▶ _Brief_
Each line from the line that includes "fn fmt_hz(v: f64)" through the end of the material below must be transcribed exactly, with no other lines.

====

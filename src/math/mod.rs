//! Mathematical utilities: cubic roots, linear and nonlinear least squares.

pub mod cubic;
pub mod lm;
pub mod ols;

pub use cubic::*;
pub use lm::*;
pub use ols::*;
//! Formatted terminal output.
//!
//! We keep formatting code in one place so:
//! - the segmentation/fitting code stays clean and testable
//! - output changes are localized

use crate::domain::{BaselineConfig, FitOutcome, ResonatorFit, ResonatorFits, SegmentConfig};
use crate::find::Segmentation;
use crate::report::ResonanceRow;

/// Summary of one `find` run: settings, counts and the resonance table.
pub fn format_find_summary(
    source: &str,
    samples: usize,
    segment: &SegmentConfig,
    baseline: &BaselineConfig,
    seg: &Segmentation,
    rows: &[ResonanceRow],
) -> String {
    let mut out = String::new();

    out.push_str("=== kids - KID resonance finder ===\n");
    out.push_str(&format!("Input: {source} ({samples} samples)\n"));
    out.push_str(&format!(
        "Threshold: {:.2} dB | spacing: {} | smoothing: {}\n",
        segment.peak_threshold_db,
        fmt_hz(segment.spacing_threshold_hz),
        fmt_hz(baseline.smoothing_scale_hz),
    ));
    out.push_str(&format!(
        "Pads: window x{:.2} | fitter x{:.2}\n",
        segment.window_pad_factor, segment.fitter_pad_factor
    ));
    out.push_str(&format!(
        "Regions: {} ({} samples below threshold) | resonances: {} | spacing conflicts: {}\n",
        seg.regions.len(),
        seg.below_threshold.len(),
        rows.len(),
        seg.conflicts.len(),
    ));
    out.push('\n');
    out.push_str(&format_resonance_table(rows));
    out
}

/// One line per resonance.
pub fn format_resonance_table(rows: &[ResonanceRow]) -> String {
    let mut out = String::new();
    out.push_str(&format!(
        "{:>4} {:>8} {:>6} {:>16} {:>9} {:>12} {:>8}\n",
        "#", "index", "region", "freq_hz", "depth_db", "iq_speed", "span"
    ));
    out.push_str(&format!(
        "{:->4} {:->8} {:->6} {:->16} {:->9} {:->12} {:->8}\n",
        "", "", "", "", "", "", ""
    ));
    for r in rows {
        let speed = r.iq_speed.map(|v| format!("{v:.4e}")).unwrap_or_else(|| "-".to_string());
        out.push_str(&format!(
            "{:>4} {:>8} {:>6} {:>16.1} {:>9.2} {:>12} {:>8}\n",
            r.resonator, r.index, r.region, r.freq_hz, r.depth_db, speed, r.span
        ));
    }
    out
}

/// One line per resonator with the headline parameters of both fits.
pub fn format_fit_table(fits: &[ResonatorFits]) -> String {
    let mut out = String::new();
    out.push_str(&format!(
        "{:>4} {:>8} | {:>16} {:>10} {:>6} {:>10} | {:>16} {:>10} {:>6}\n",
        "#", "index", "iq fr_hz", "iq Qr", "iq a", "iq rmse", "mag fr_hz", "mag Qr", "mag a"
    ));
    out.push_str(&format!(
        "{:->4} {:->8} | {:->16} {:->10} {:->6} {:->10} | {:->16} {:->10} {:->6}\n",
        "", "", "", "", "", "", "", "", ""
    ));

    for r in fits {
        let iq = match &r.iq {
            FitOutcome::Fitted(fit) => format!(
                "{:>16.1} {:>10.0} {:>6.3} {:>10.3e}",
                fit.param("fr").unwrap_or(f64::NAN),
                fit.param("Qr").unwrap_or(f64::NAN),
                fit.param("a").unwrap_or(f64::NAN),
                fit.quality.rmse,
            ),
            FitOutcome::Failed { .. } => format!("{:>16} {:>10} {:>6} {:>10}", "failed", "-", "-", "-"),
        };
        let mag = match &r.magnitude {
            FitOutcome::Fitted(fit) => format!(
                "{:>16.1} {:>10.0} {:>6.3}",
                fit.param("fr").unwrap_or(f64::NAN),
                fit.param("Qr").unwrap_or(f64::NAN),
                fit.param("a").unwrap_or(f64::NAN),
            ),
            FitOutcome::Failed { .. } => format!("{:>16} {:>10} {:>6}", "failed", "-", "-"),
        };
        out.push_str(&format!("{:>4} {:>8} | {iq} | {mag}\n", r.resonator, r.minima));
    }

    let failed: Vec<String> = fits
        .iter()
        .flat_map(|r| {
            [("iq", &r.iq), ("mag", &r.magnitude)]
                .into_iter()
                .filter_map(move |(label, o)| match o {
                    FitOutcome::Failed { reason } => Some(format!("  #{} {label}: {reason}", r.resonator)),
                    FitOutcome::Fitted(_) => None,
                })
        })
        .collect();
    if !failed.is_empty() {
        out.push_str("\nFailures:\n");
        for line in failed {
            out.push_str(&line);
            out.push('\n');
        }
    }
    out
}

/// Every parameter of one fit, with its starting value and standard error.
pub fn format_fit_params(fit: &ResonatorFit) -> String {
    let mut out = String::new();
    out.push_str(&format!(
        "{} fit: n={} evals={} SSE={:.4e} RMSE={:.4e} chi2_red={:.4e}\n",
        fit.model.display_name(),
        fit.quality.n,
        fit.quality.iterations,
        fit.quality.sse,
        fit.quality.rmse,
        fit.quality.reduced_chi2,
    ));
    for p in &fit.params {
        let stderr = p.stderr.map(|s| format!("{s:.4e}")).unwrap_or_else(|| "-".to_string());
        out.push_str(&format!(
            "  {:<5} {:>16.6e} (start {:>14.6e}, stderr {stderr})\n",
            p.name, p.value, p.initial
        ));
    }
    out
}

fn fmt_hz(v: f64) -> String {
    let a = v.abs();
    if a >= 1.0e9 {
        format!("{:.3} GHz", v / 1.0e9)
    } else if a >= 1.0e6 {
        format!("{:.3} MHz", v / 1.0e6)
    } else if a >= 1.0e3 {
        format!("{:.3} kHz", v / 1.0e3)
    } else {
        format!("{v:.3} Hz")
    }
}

====

▶ _Written response_
fn fmt_hz(v: f64) -> String {
    let a = v.abs();
    if a >= 1.0e9 {
        format!("{:.3} GHz", v / 1.0e9)
    } else if a >= 1.0e6 {
        format!("{:.3} MHz", v / 1.0e6)
    } else if a >= 1.0e3 {
        format!("{:.3} kHz", v / 1.0e3)
    } else {
        format!("{v:.3} Hz")
    }
}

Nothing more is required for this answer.